With Shabbat approaching quickly during these short Friday afternoons, when and where do we light the Chanukah candles? What do we light first – the Shabbat candles or the Chanukah candles? When do we pray Minchah on Friday? After Shabbat, do we light Chanukah candles first or make Havdalah first?
The Chofetz Chaim wrote in the Mishnah Berurah (679:2) that it’s proper to pray the Minchah prayer on Friday afternoon first, before lighting the Chanukah candles. The Sha’ar Hatzion (679:7) explained that this is because the Minchah prayer is the third prayer said on Friday, while the Chanukah candles are part of Shabbat Chanukah. By lighting the Shabbat candles first, the appearance is that the subsequent Minchah prayer would be a part of Shabbat, rather than an element of Friday.
Nevertheless, the Mishnah Berurah determines that it’s better for one to light Shabbat candles first and then to pray Minchah, if no early Minchah minyan is available. The importance of praying with a minyan is paramount.
The Chanukah candles must be lit first, before the Shabbat candles. This is because once the Shabbat candles are lit, the prohibitions of Shabbat go into effect and creating or transferring fire in any way – even for the mitzvah of lighting Chanukah candles – is forbidden.
Since the Chanukah candles must burn for a minimum of one half hour after three stars become visible in the night sky, lighting on erev Shabbat has an additional challenge.
Most commercially made Chanukah candles do not burn long enough to fulfil this requirement when lit before Shabbat. As Shabbat candlelighting takes place 18 minutes before sunset, and three stars do not become visible for about 45 minutes after sunset (and the Chanukah candles must burn for one half hour after three stars appear), the Chanukah candles should be large enough to burn a minimum of one hour, 45 minutes (Biur Halachah 672:1). When lighting with candles – as opposed to oil – the preferable method is to use regular Shabbat candles in one’s menorah.

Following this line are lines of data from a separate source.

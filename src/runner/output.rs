//! CLI output processing
//!
//! Turns raw stdout into a normalized turn result. Handles a single JSON
//! object, newline-delimited stream-json events, and plain text.

use crate::error::{ProcessError, ProcessErrorKind};
use serde::{Deserialize, Serialize};
use serde_json::Value;

/// One tool invocation reported by the CLI
#[derive(Debug, Clone, PartialEq, Serialize, Deserialize)]
#[serde(rename_all = "camelCase")]
pub struct ToolUse {
    #[serde(skip_serializing_if = "Option::is_none")]
    pub id: Option<String>,
    pub name: String,
    #[serde(default)]
    pub input: Value,
}

#[derive(Debug, Clone, Default, PartialEq, Eq, Serialize, Deserialize)]
#[serde(rename_all = "camelCase")]
pub struct Usage {
    pub input_tokens: u64,
    pub output_tokens: u64,
    pub cache_creation_input_tokens: u64,
    pub cache_read_input_tokens: u64,
}

impl Usage {
    fn from_value(value: &Value) -> Option<Self> {
        let obj = value.as_object()?;
        let field = |name: &str| obj.get(name).and_then(Value::as_u64).unwrap_or(0);
        Some(Self {
            input_tokens: field("input_tokens"),
            output_tokens: field("output_tokens"),
            cache_creation_input_tokens: field("cache_creation_input_tokens"),
            cache_read_input_tokens: field("cache_read_input_tokens"),
        })
    }

    fn add(&mut self, other: &Usage) {
        self.input_tokens += other.input_tokens;
        self.output_tokens += other.output_tokens;
        self.cache_creation_input_tokens += other.cache_creation_input_tokens;
        self.cache_read_input_tokens += other.cache_read_input_tokens;
    }
}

When using oil, obviously one should add enough oil to last the requisite amount of time. If one lights the Chanukah lights, and has mistakenly used insufficient oil, he should extinguish the flames immediately, add more oil and relight the candles. The blessings should not be repeated (Shulchan Aruch 675:2).

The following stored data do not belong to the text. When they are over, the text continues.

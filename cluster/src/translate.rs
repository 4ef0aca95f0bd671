// SPDX-License-Identifier: Apache-2.0
// Copyright Open Network Fabric Authors

use std::collections::BTreeMap;
use std::str::FromStr;

use rte::action::ActionType;
use rte::{FlowAction, FlowRule};
use serde_json::json;
use tracing::{debug, warn};

use crate::TranslateError;
use crate::network_status::NetworkStatus;
use crate::pod::Pod;
use crate::rule::{
    ClusterFlowAction, ClusterFlowActionType, ClusterFlowConfig, ClusterFlowRule, NodeFlowConfig,
    ToPodInterfaceConf,
};

const PCI_DEVICE_TYPE: &str = "pci";

fn vf_pci_address(
    pod: &Pod,
    statuses: &[NetworkStatus],
    interface: &str,
) -> Result<String, TranslateError> {
    let status = statuses
        .iter()
        .find(|s| s.interface == interface)
        .ok_or_else(|| TranslateError::InterfaceNotFound {
            pod: pod.key(),
            interface: interface.to_string(),
        })?;
    let device = status.device_info.clone().unwrap_or_default();
    if device.r#type != PCI_DEVICE_TYPE {
        return Err(TranslateError::IncorrectDeviceType {
            pod: pod.key(),
            interface: interface.to_string(),
            found: device.r#type,
        });
    }
    match device.pci {
        Some(pci) if !pci.pci_address.is_empty() => Ok(pci.pci_address),
        _ => Err(TranslateError::MissingPciAddress {
            pod: pod.key(),
            interface: interface.to_string(),
        }),
    }
}

/// Check a cluster action on its own, without a pod to resolve it for.
///
/// # Errors
///
/// Fails on unsupported action types and bad configurations.
pub fn check_action(action: &ClusterFlowAction) -> Result<ToPodInterfaceConf, TranslateError> {
    let ty = ClusterFlowActionType::from_str(&action.r#type)
        .map_err(|_| TranslateError::UnsupportedAction(action.r#type.clone()))?;
    match ty {
        ClusterFlowActionType::ToPodInterface => {
            let raw = action.conf.clone().unwrap_or_default();
            let conf: ToPodInterfaceConf =
                serde_json::from_value(raw).map_err(|e| TranslateError::InvalidConf {
                    action: ty.name(),
                    reason: e.to_string(),
                })?;
            if conf.pod_interface.is_empty() {
                return Err(TranslateError::EmptyInterface);
            }
            Ok(conf)
        }
    }
}

/// Check every action of a cluster rule.
///
/// # Errors
///
/// Fails on the first action [`check_action`] rejects.
pub fn check_rule(rule: &ClusterFlowRule) -> Result<(), TranslateError> {
    rule.action.iter().try_for_each(|a| check_action(a).map(|_| ()))
}

/// Translate a cluster action into the node action it stands for on `pod`.
///
/// `route-to-pod-interface` becomes `RTE_FLOW_ACTION_TYPE_VFPCIADDR` with the PCI address of the VF
/// attached to the named pod interface.
///
/// # Errors
///
/// Fails on unsupported action types, bad configurations, and interfaces which are not backed
/// by a PCI device.
pub fn translate_action(action: &ClusterFlowAction, pod: &Pod) -> Result<FlowAction, TranslateError> {
    let conf = check_action(action)?;
    let statuses = pod.network_status()?;
    let addr = vf_pci_address(pod, &statuses, &conf.pod_interface)?;
    debug!(
        "pod {} interface {} is VF {addr}",
        pod.key(),
        conf.pod_interface
    );
    Ok(FlowAction::new(ActionType::VfPciAddr.name()).with_conf(json!({ "addr": addr })))
}

/// Translate a cluster rule for `pod`. The resulting action list is always END terminated.
///
/// # Errors
///
/// Fails on the first action which does not translate.
pub fn translate_rule(rule: &ClusterFlowRule, pod: &Pod) -> Result<FlowRule, TranslateError> {
    let mut action = rule
        .action
        .iter()
        .map(|a| translate_action(a, pod))
        .collect::<Result<Vec<_>, _>>()?;
    action.push(FlowAction::new(ActionType::End.name()));
    Ok(FlowRule {
        port_id: rule.port_id,
        pattern: rule.pattern.clone(),
        action,
        attr: rule.attr.clone(),
    })
}

/// Translate every rule of `config` for `pod`.
///
/// # Errors
///
/// Fails on the first rule which does not translate.
pub fn translate_for_pod(
    config: &ClusterFlowConfig,
    pod: &Pod,
) -> Result<Vec<FlowRule>, TranslateError> {
    config
        .rules
        .iter()
        .map(|rule| translate_rule(rule, pod))
        .collect()
}

/// Compute the node configurations of `config`, one per node hosting a selected pod.
///
/// Pods which are not scheduled yet, or have no network status yet, are skipped.
///
/// # Errors
///
/// Fails on the first rule which does not translate.
pub fn fan_out(
    config: &ClusterFlowConfig,
    pods: &[Pod],
) -> Result<Vec<NodeFlowConfig>, TranslateError> {
    let mut selected: Vec<&Pod> = pods
        .iter()
        .filter(|pod| config.pod_selector.matches(&pod.labels))
        .collect();
    selected.sort_by_key(|pod| pod.key());

    let mut nodes: BTreeMap<String, Vec<FlowRule>> = BTreeMap::new();
    for pod in selected {
        let Some(node_name) = &pod.node_name else {
            warn!("pod {} is not scheduled, skipping", pod.key());
            continue;
        };
        if let Err(e @ TranslateError::MissingAnnotation { .. }) = pod.network_status() {
            warn!("{e}, skipping");
            continue;
        }
        let rules = translate_for_pod(config, pod)?;
        nodes.entry(node_name.clone()).or_default().extend(rules);
    }
    Ok(nodes
        .into_iter()
        .map(|(node_name, rules)| NodeFlowConfig { node_name, rules })
        .collect())
}

#[cfg(test)]
mod tests {
    use super::*;
    use crate::network_status::NETWORK_STATUS_ANNOTATION;
    use crate::pod::LabelSelector;
    use pretty_assertions::assert_eq;
    use rte::FlowItem;
    use tracing_test::traced_test;

    fn pod(name: &str, node: Option<&str>, annotation: Option<&str>) -> Pod {
        let mut pod = Pod {
            name: name.to_string(),
            namespace: "default".to_string(),
            node_name: node.map(str::to_string),
            ..Default::default()
        };
        pod.labels.insert("app".to_string(), "upf".to_string());
        if let Some(annotation) = annotation {
            pod.annotations
                .insert(NETWORK_STATUS_ANNOTATION.to_string(), annotation.to_string());
        }
        pod
    }

    fn sriov_status(interface: &str, pci: &str) -> String {
        json!([
            {"name": "cbr0", "interface": "eth0", "default": true},
            {
                "name": "default/sriov-net",
                "interface": interface,
                "device-info": {"type": "pci", "version": "1.0.0", "pci": {"pci-address": pci}}
            }
        ])
        .to_string()
    }

    #[test]
    fn to_pod_interface_becomes_vf_pci_addr() {
        let pod = pod("upf-0", Some("node-a"), Some(&sriov_status("net0", "0000:18:02.5")));
        let action = translate_action(&ClusterFlowAction::to_pod_interface("net0"), &pod).unwrap();
        assert_eq!(
            action,
            FlowAction::new("RTE_FLOW_ACTION_TYPE_VFPCIADDR")
                .with_conf(json!({"addr": "0000:18:02.5"}))
        );
    }

    #[test]
    fn unsupported_action() {
        let pod = pod("upf-0", Some("node-a"), None);
        let action = ClusterFlowAction {
            r#type: "RTE_FLOW_ACTION_TYPE_DROP".to_string(),
            conf: None,
        };
        assert_eq!(
            translate_action(&action, &pod),
            Err(TranslateError::UnsupportedAction(
                "RTE_FLOW_ACTION_TYPE_DROP".to_string()
            ))
        );
    }

    #[test]
    fn bad_confs() {
        let pod = pod("upf-0", Some("node-a"), Some(&sriov_status("net0", "0000:18:02.5")));
        assert_eq!(
            translate_action(&ClusterFlowAction::to_pod_interface(""), &pod),
            Err(TranslateError::EmptyInterface)
        );
        let missing = ClusterFlowAction {
            conf: None,
            ..ClusterFlowAction::to_pod_interface("net0")
        };
        assert!(matches!(
            translate_action(&missing, &pod),
            Err(TranslateError::InvalidConf { .. })
        ));
        assert!(matches!(
            translate_action(&ClusterFlowAction::to_pod_interface("net1"), &pod),
            Err(TranslateError::InterfaceNotFound { .. })
        ));
    }

    #[test]
    fn actions_checked_without_pod() {
        assert_eq!(
            check_action(&ClusterFlowAction::to_pod_interface("net0")).map(|c| c.pod_interface),
            Ok("net0".to_string())
        );
        assert_eq!(
            check_action(&ClusterFlowAction::to_pod_interface("")),
            Err(TranslateError::EmptyInterface)
        );
        let rule = ClusterFlowRule {
            action: vec![
                ClusterFlowAction {
                    r#type: "RTE_FLOW_ACTION_TYPE_DROP".to_string(),
                    conf: None,
                },
                ClusterFlowAction::to_pod_interface(""),
            ],
            ..Default::default()
        };
        assert_eq!(
            check_rule(&rule),
            Err(TranslateError::UnsupportedAction(
                "RTE_FLOW_ACTION_TYPE_DROP".to_string()
            ))
        );
        assert!(check_rule(&ClusterFlowRule::default()).is_ok());
    }

    #[test]
    fn interface_must_be_a_pci_device() {
        let status = json!([
            {"interface": "net0", "device-info": {"type": "vdpa", "pci": {"pci-address": "0000:18:02.5"}}},
            {"interface": "net1", "device-info": {"type": "pci", "pci": {"pci-address": ""}}},
            {"interface": "net2"}
        ])
        .to_string();
        let pod = pod("upf-0", Some("node-a"), Some(&status));
        let err = translate_action(&ClusterFlowAction::to_pod_interface("net0"), &pod).unwrap_err();
        assert!(err.to_string().contains("incorrect device type"), "{err}");
        let err = translate_action(&ClusterFlowAction::to_pod_interface("net1"), &pod).unwrap_err();
        assert!(err.to_string().contains("missing pci-address"), "{err}");
        let err = translate_action(&ClusterFlowAction::to_pod_interface("net2"), &pod).unwrap_err();
        assert!(matches!(err, TranslateError::IncorrectDeviceType { .. }));
    }

    #[test]
    fn rule_gets_end() {
        let pod = pod("upf-0", Some("node-a"), Some(&sriov_status("net0", "0000:18:02.5")));
        let rule = ClusterFlowRule {
            pattern: vec![FlowItem::new("RTE_FLOW_ITEM_TYPE_END")],
            ..Default::default()
        };
        let translated = translate_rule(&rule, &pod).unwrap();
        assert_eq!(translated.action, vec![FlowAction::new("RTE_FLOW_ACTION_TYPE_END")]);
        assert_eq!(translated.pattern, rule.pattern);

        let rule = ClusterFlowRule {
            action: vec![ClusterFlowAction::to_pod_interface("net0")],
            ..rule
        };
        let translated = translate_rule(&rule, &pod).unwrap();
        assert_eq!(translated.action.len(), 2);
        assert_eq!(translated.action[1].r#type, "RTE_FLOW_ACTION_TYPE_END");
    }

    #[test]
    #[traced_test]
    fn fan_out_per_node() {
        let config = ClusterFlowConfig {
            pod_selector: LabelSelector {
                match_labels: [("app".to_string(), "upf".to_string())].into(),
            },
            rules: vec![ClusterFlowRule {
                pattern: vec![FlowItem::new("RTE_FLOW_ITEM_TYPE_END")],
                action: vec![ClusterFlowAction::to_pod_interface("net0")],
                ..Default::default()
            }],
        };
        let mut other = pod("smf-0", Some("node-a"), Some(&sriov_status("net0", "0000:18:02.1")));
        other.labels.insert("app".to_string(), "smf".to_string());
        let pods = vec![
            pod("upf-1", Some("node-b"), Some(&sriov_status("net0", "0000:af:02.0"))),
            pod("upf-0", Some("node-a"), Some(&sriov_status("net0", "0000:18:02.5"))),
            pod("upf-2", None, Some(&sriov_status("net0", "0000:af:02.1"))),
            pod("upf-3", Some("node-b"), None),
            other,
        ];
        let nodes = fan_out(&config, &pods).unwrap();
        assert_eq!(nodes.len(), 2);
        assert_eq!(nodes[0].node_name, "node-a");
        assert_eq!(nodes[0].rules.len(), 1);
        assert_eq!(
            nodes[0].rules[0].action[0].conf,
            Some(json!({"addr": "0000:18:02.5"}))
        );
        assert_eq!(nodes[1].node_name, "node-b");
        assert_eq!(nodes[1].rules.len(), 1);
        assert!(logs_contain("pod default/upf-2 is not scheduled"));
        assert!(logs_contain("no network status annotation"));
    }

    #[test]
    fn fan_out_is_fail_fast() {
        let config = ClusterFlowConfig {
            rules: vec![ClusterFlowRule {
                action: vec![ClusterFlowAction::to_pod_interface("net9")],
                ..Default::default()
            }],
            ..Default::default()
        };
        let pods = vec![pod("upf-0", Some("node-a"), Some(&sriov_status("net0", "0000:18:02.5")))];
        assert!(matches!(
            fan_out(&config, &pods),
            Err(TranslateError::InterfaceNotFound { .. })
        ));
    }
}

On motza’ei Shabbat, the custom in most shuls is to light the Chanukah candles first and then say Havdalah. There is no violation of Shabbat – even though the Havdalah ceremony follows the Chanukah candles – because one officially ends Shabbat with the recitation of Atah Chonantanu in the Ma’ariv Amidah prayer.
However, upon returning home from the synagogue, the accepted practice is to make Havdalah first and then light the Chanukah lights. Where one is pressed for time and can only do one immediately, the lighting of the Chanukah candles takes precedence, and Havdalah may be said later in the evening.
As we approach this joyous holiday, we should concentrate our efforts on increasing our Torah study and our mitzvah observance. In this way, may we merit the coming of Mashiach, bimhera b’yameinu, speedily and within our days.